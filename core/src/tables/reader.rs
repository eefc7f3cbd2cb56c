//! Bounds-checked little-endian cursor over a table file image.

use crate::error::DecodeError;

/// Sequential reader that refuses to step past the end of its buffer.
///
/// Every read either returns the requested bytes or fails with
/// `DecodeError::Truncated` carrying the offset where the read started.
pub(crate) struct ByteReader<'a> {
    data: &'a [u8],
    pos: usize,
}

impl<'a> ByteReader<'a> {
    pub(crate) fn new(data: &'a [u8]) -> Self {
        Self { data, pos: 0 }
    }

    pub(crate) fn remaining(&self) -> usize {
        self.data.len() - self.pos
    }

    pub(crate) fn take(&mut self, n: usize) -> Result<&'a [u8], DecodeError> {
        if n > self.remaining() {
            return Err(DecodeError::Truncated {
                offset: self.pos,
                needed: n - self.remaining(),
            });
        }
        let bytes = &self.data[self.pos..self.pos + n];
        self.pos += n;
        Ok(bytes)
    }

    pub(crate) fn skip(&mut self, n: usize) -> Result<(), DecodeError> {
        self.take(n).map(|_| ())
    }

    pub(crate) fn array<const N: usize>(&mut self) -> Result<[u8; N], DecodeError> {
        let mut out = [0u8; N];
        out.copy_from_slice(self.take(N)?);
        Ok(out)
    }

    pub(crate) fn u8(&mut self) -> Result<u8, DecodeError> {
        Ok(self.array::<1>()?[0])
    }

    pub(crate) fn i8(&mut self) -> Result<i8, DecodeError> {
        Ok(i8::from_le_bytes(self.array()?))
    }

    pub(crate) fn u16(&mut self) -> Result<u16, DecodeError> {
        Ok(u16::from_le_bytes(self.array()?))
    }

    pub(crate) fn u32(&mut self) -> Result<u32, DecodeError> {
        Ok(u32::from_le_bytes(self.array()?))
    }

    pub(crate) fn u64(&mut self) -> Result<u64, DecodeError> {
        Ok(u64::from_le_bytes(self.array()?))
    }
}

•••••

- **Task objective**
The full listing is to be copied verbatim.

- **Exercise result**
filename core/src/tables/reader.rs
repository eefc7f3cbd2cb56c
//! Bounds-checked little-endian cursor over a table file image.

use crate::error::DecodeError;

/// Sequential reader that refuses to step past the end of its buffer.
///
/// Every read either returns the requested bytes or fails with
/// `DecodeError::Truncated` carrying the offset where the read started.
pub(crate) struct ByteReader<'a> {
    data: &'a [u8],
    pos: usize,
}

impl<'a> ByteReader<'a> {
    pub(crate) fn new(data: &'a [u8]) -> Self {
        Self { data, pos: 0 }
    }

    pub(crate) fn remaining(&self) -> usize {
        self.data.len() - self.pos
    }

    pub(crate) fn take(&mut self, n: usize) -> Result<&'a [u8], DecodeError> {
        if n > self.remaining() {
            return Err(DecodeError::Truncated {
                offset: self.pos,
                needed: n - self.remaining(),
            });
        }
        let bytes = &self.data[self.pos..self.pos + n];
        self.pos += n;
        Ok(bytes)
    }

    pub(crate) fn skip(&mut self, n: usize) -> Result<(), DecodeError> {
        self.take(n).map(|_| ())
    }

    pub(crate) fn array<const N: usize>(&mut self) -> Result<[u8; N], DecodeError> {
        let mut out = [0u8; N];
        out.copy_from_slice(self.take(N)?);
        Ok(out)
    }

    pub(crate) fn u8(&mut self) -> Result<u8, DecodeError> {
        Ok(self.array::<1>()?[0])
    }

    pub(crate) fn i8(&mut self) -> Result<i8, DecodeError> {
        Ok(i8::from_le_bytes(self.array()?))
    }

    pub(crate) fn u16(&mut self) -> Result<u16, DecodeError> {
        Ok(u16::from_le_bytes(self.array()?))
    }

    pub(crate) fn u32(&mut self) -> Result<u32, DecodeError> {
        Ok(u32::from_le_bytes(self.array()?))
    }

    pub(crate) fn u64(&mut self) -> Result<u64, DecodeError> {
        Ok(u64::from_le_bytes(self.array()?))
    }
}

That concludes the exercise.